- _AIM OF THE EXERCISE_: Send back all the data below, exactly as given.

Saved entries:

——

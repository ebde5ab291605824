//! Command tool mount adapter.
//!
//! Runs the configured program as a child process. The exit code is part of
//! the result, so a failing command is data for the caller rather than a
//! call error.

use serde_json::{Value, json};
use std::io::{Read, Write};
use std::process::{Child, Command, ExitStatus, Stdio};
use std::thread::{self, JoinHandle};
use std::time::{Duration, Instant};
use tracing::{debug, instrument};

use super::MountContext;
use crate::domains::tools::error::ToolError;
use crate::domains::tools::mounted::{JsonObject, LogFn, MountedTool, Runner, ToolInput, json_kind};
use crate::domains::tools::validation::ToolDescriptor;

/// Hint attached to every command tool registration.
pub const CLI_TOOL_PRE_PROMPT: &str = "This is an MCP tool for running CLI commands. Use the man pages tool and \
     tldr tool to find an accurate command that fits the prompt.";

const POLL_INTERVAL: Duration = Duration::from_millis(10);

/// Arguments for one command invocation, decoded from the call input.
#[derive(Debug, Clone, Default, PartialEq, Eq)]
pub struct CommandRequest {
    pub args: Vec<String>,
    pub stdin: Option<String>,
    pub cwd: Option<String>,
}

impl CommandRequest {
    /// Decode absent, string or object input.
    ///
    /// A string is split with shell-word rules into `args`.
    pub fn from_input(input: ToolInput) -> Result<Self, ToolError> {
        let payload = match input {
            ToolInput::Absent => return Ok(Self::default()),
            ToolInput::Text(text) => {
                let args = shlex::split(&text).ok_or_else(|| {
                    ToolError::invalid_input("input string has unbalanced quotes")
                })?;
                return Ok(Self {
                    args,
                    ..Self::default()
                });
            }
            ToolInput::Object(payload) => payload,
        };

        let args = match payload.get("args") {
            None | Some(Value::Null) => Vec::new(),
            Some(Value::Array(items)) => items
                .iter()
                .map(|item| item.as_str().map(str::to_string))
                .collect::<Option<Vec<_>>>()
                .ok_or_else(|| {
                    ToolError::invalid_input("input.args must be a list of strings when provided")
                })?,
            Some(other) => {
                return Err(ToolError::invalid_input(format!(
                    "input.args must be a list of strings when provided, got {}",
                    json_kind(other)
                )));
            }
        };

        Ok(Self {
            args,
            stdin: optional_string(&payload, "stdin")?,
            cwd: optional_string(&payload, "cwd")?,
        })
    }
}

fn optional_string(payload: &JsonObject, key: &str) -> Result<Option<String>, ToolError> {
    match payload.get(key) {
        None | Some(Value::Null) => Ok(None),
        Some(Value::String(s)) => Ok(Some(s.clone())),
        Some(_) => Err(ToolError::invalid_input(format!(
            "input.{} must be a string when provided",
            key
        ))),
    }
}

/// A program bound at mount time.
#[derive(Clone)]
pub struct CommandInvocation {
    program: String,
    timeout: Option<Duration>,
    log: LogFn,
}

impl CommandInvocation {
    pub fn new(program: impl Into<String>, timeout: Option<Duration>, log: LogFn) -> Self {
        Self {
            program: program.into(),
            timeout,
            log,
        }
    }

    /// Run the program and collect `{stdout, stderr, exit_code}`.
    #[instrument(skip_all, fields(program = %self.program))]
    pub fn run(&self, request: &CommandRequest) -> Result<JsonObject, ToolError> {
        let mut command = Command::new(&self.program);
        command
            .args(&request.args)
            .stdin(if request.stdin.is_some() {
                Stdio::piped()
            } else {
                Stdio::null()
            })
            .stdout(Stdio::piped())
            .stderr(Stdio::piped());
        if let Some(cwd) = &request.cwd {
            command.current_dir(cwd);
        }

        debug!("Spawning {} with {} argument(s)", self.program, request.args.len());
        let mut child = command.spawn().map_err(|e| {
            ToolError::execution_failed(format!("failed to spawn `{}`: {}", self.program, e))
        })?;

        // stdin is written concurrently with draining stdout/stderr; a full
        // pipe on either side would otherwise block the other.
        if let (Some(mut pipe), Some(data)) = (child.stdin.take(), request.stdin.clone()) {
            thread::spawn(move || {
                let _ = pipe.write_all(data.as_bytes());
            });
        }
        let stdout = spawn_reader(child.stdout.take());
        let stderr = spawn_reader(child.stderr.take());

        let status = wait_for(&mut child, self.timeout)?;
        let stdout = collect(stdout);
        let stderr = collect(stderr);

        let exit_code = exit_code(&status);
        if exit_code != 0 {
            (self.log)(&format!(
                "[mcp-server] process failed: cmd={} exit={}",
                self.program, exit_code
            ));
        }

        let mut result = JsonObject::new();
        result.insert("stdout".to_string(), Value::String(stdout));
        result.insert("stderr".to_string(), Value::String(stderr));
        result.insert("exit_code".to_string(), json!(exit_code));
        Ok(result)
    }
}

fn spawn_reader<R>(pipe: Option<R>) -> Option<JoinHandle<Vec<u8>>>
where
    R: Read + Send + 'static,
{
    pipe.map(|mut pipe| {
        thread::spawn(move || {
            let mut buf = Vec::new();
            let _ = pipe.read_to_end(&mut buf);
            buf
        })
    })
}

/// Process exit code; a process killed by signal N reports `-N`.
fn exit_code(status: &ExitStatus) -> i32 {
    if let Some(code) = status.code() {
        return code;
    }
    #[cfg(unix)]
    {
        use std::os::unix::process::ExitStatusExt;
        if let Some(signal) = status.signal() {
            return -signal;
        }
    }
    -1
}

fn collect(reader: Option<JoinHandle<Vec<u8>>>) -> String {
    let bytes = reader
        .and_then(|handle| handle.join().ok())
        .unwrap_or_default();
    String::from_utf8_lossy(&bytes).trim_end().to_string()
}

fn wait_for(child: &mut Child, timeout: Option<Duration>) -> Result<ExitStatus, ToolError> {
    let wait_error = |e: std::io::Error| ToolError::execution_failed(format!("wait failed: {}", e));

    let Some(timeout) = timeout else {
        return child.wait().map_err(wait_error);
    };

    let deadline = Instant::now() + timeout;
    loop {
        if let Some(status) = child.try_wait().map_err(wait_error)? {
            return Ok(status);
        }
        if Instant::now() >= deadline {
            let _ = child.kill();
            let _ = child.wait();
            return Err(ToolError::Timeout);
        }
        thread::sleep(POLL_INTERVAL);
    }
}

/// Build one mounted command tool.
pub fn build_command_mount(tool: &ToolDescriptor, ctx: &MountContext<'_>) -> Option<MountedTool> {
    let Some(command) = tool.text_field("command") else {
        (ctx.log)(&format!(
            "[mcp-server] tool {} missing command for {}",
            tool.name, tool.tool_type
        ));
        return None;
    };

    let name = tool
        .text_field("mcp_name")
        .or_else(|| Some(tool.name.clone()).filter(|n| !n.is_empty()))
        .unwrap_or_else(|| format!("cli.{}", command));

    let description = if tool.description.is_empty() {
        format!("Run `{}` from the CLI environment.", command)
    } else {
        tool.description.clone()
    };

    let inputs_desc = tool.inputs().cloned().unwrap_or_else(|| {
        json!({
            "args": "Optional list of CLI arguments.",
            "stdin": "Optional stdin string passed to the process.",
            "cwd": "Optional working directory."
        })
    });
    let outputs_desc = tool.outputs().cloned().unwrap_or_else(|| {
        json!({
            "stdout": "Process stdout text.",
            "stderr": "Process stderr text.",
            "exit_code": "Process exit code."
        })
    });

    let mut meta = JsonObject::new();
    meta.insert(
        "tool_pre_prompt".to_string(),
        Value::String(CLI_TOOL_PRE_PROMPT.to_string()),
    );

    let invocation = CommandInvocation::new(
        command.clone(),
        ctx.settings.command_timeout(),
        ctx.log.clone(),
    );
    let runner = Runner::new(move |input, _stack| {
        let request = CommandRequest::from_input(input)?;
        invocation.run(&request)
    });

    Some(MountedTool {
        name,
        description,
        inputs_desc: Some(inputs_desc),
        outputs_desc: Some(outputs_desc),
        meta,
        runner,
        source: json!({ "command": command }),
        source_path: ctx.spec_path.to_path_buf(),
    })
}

——

- _EXPECTED ANSWER_:
repository ebde5ab291605824
//! Command tool mount adapter.
//!
//! Runs the configured program as a child process. The exit code is part of
//! the result, so a failing command is data for the caller rather than a
//! call error.

use serde_json::{Value, json};
use std::io::{Read, Write};
use std::process::{Child, Command, ExitStatus, Stdio};
use std::thread::{self, JoinHandle};
use std::time::{Duration, Instant};
use tracing::{debug, instrument};

use super::MountContext;
use crate::domains::tools::error::ToolError;
use crate::domains::tools::mounted::{JsonObject, LogFn, MountedTool, Runner, ToolInput, json_kind};
use crate::domains::tools::validation::ToolDescriptor;

/// Hint attached to every command tool registration.
pub const CLI_TOOL_PRE_PROMPT: &str = "This is an MCP tool for running CLI commands. Use the man pages tool and \
     tldr tool to find an accurate command that fits the prompt.";

const POLL_INTERVAL: Duration = Duration::from_millis(10);

/// Arguments for one command invocation, decoded from the call input.
#[derive(Debug, Clone, Default, PartialEq, Eq)]
pub struct CommandRequest {
    pub args: Vec<String>,
    pub stdin: Option<String>,
    pub cwd: Option<String>,
}

impl CommandRequest {
    /// Decode absent, string or object input.
    ///
    /// A string is split with shell-word rules into `args`.
    pub fn from_input(input: ToolInput) -> Result<Self, ToolError> {
        let payload = match input {
            ToolInput::Absent => return Ok(Self::default()),
            ToolInput::Text(text) => {
                let args = shlex::split(&text).ok_or_else(|| {
                    ToolError::invalid_input("input string has unbalanced quotes")
                })?;
                return Ok(Self {
                    args,
                    ..Self::default()
                });
            }
            ToolInput::Object(payload) => payload,
        };

        let args = match payload.get("args") {
            None | Some(Value::Null) => Vec::new(),
            Some(Value::Array(items)) => items
                .iter()
                .map(|item| item.as_str().map(str::to_string))
                .collect::<Option<Vec<_>>>()
                .ok_or_else(|| {
                    ToolError::invalid_input("input.args must be a list of strings when provided")
                })?,
            Some(other) => {
                return Err(ToolError::invalid_input(format!(
                    "input.args must be a list of strings when provided, got {}",
                    json_kind(other)
                )));
            }
        };

        Ok(Self {
            args,
            stdin: optional_string(&payload, "stdin")?,
            cwd: optional_string(&payload, "cwd")?,
        })
    }
}

fn optional_string(payload: &JsonObject, key: &str) -> Result<Option<String>, ToolError> {
    match payload.get(key) {
        None | Some(Value::Null) => Ok(None),
        Some(Value::String(s)) => Ok(Some(s.clone())),
        Some(_) => Err(ToolError::invalid_input(format!(
            "input.{} must be a string when provided",
            key
        ))),
    }
}

/// A program bound at mount time.
#[derive(Clone)]
pub struct CommandInvocation {
    program: String,
    timeout: Option<Duration>,
    log: LogFn,
}

impl CommandInvocation {
    pub fn new(program: impl Into<String>, timeout: Option<Duration>, log: LogFn) -> Self {
        Self {
            program: program.into(),
            timeout,
            log,
        }
    }

    /// Run the program and collect `{stdout, stderr, exit_code}`.
    #[instrument(skip_all, fields(program = %self.program))]
    pub fn run(&self, request: &CommandRequest) -> Result<JsonObject, ToolError> {
        let mut command = Command::new(&self.program);
        command
            .args(&request.args)
            .stdin(if request.stdin.is_some() {
                Stdio::piped()
            } else {
                Stdio::null()
            })
            .stdout(Stdio::piped())
            .stderr(Stdio::piped());
        if let Some(cwd) = &request.cwd {
            command.current_dir(cwd);
        }

        debug!("Spawning {} with {} argument(s)", self.program, request.args.len());
        let mut child = command.spawn().map_err(|e| {
            ToolError::execution_failed(format!("failed to spawn `{}`: {}", self.program, e))
        })?;

        // stdin is written concurrently with draining stdout/stderr; a full
        // pipe on either side would otherwise block the other.
        if let (Some(mut pipe), Some(data)) = (child.stdin.take(), request.stdin.clone()) {
            thread::spawn(move || {
                let _ = pipe.write_all(data.as_bytes());
            });
        }
        let stdout = spawn_reader(child.stdout.take());
        let stderr = spawn_reader(child.stderr.take());

        let status = wait_for(&mut child, self.timeout)?;
        let stdout = collect(stdout);
        let stderr = collect(stderr);

        let exit_code = exit_code(&status);
        if exit_code != 0 {
            (self.log)(&format!(
                "[mcp-server] process failed: cmd={} exit={}",
                self.program, exit_code
            ));
        }

        let mut result = JsonObject::new();
        result.insert("stdout".to_string(), Value::String(stdout));
        result.insert("stderr".to_string(), Value::String(stderr));
        result.insert("exit_code".to_string(), json!(exit_code));
        Ok(result)
    }
}

fn spawn_reader<R>(pipe: Option<R>) -> Option<JoinHandle<Vec<u8>>>
where
    R: Read + Send + 'static,
{
    pipe.map(|mut pipe| {
        thread::spawn(move || {
            let mut buf = Vec::new();
            let _ = pipe.read_to_end(&mut buf);
            buf
        })
    })
}

/// Process exit code; a process killed by signal N reports `-N`.
fn exit_code(status: &ExitStatus) -> i32 {
    if let Some(code) = status.code() {
        return code;
    }
    #[cfg(unix)]
    {
        use std::os::unix::process::ExitStatusExt;
        if let Some(signal) = status.signal() {
            return -signal;
        }
    }
    -1
}

fn collect(reader: Option<JoinHandle<Vec<u8>>>) -> String {
    let bytes = reader
        .and_then(|handle| handle.join().ok())
        .unwrap_or_default();
    String::from_utf8_lossy(&bytes).trim_end().to_string()
}

fn wait_for(child: &mut Child, timeout: Option<Duration>) -> Result<ExitStatus, ToolError> {
    let wait_error = |e: std::io::Error| ToolError::execution_failed(format!("wait failed: {}", e));

    let Some(timeout) = timeout else {
        return child.wait().map_err(wait_error);
    };

    let deadline = Instant::now() + timeout;
    loop {
        if let Some(status) = child.try_wait().map_err(wait_error)? {
            return Ok(status);
        }
        if Instant::now() >= deadline {
            let _ = child.kill();
            let _ = child.wait();
            return Err(ToolError::Timeout);
        }
        thread::sleep(POLL_INTERVAL);
    }
}

/// Build one mounted command tool.
pub fn build_command_mount(tool: &ToolDescriptor, ctx: &MountContext<'_>) -> Option<MountedTool> {
    let Some(command) = tool.text_field("command") else {
        (ctx.log)(&format!(
            "[mcp-server] tool {} missing command for {}",
            tool.name, tool.tool_type
        ));
        return None;
    };

    let name = tool
        .text_field("mcp_name")
        .or_else(|| Some(tool.name.clone()).filter(|n| !n.is_empty()))
        .unwrap_or_else(|| format!("cli.{}", command));

    let description = if tool.description.is_empty() {
        format!("Run `{}` from the CLI environment.", command)
    } else {
        tool.description.clone()
    };

    let inputs_desc = tool.inputs().cloned().unwrap_or_else(|| {
        json!({
            "args": "Optional list of CLI arguments.",
            "stdin": "Optional stdin string passed to the process.",
            "cwd": "Optional working directory."
        })
    });
    let outputs_desc = tool.outputs().cloned().unwrap_or_else(|| {
        json!({
            "stdout": "Process stdout text.",
            "stderr": "Process stderr text.",
            "exit_code": "Process exit code."
        })
    });

    let mut meta = JsonObject::new();
    meta.insert(
        "tool_pre_prompt".to_string(),
        Value::String(CLI_TOOL_PRE_PROMPT.to_string()),
    );

    let invocation = CommandInvocation::new(
        command.clone(),
        ctx.settings.command_timeout(),
        ctx.log.clone(),
    );
    let runner = Runner::new(move |input, _stack| {
        let request = CommandRequest::from_input(input)?;
        invocation.run(&request)
    });

    Some(MountedTool {
        name,
        description,
        inputs_desc: Some(inputs_desc),
        outputs_desc: Some(outputs_desc),
        meta,
        runner,
        source: json!({ "command": command }),
        source_path: ctx.spec_path.to_path_buf(),
    })
}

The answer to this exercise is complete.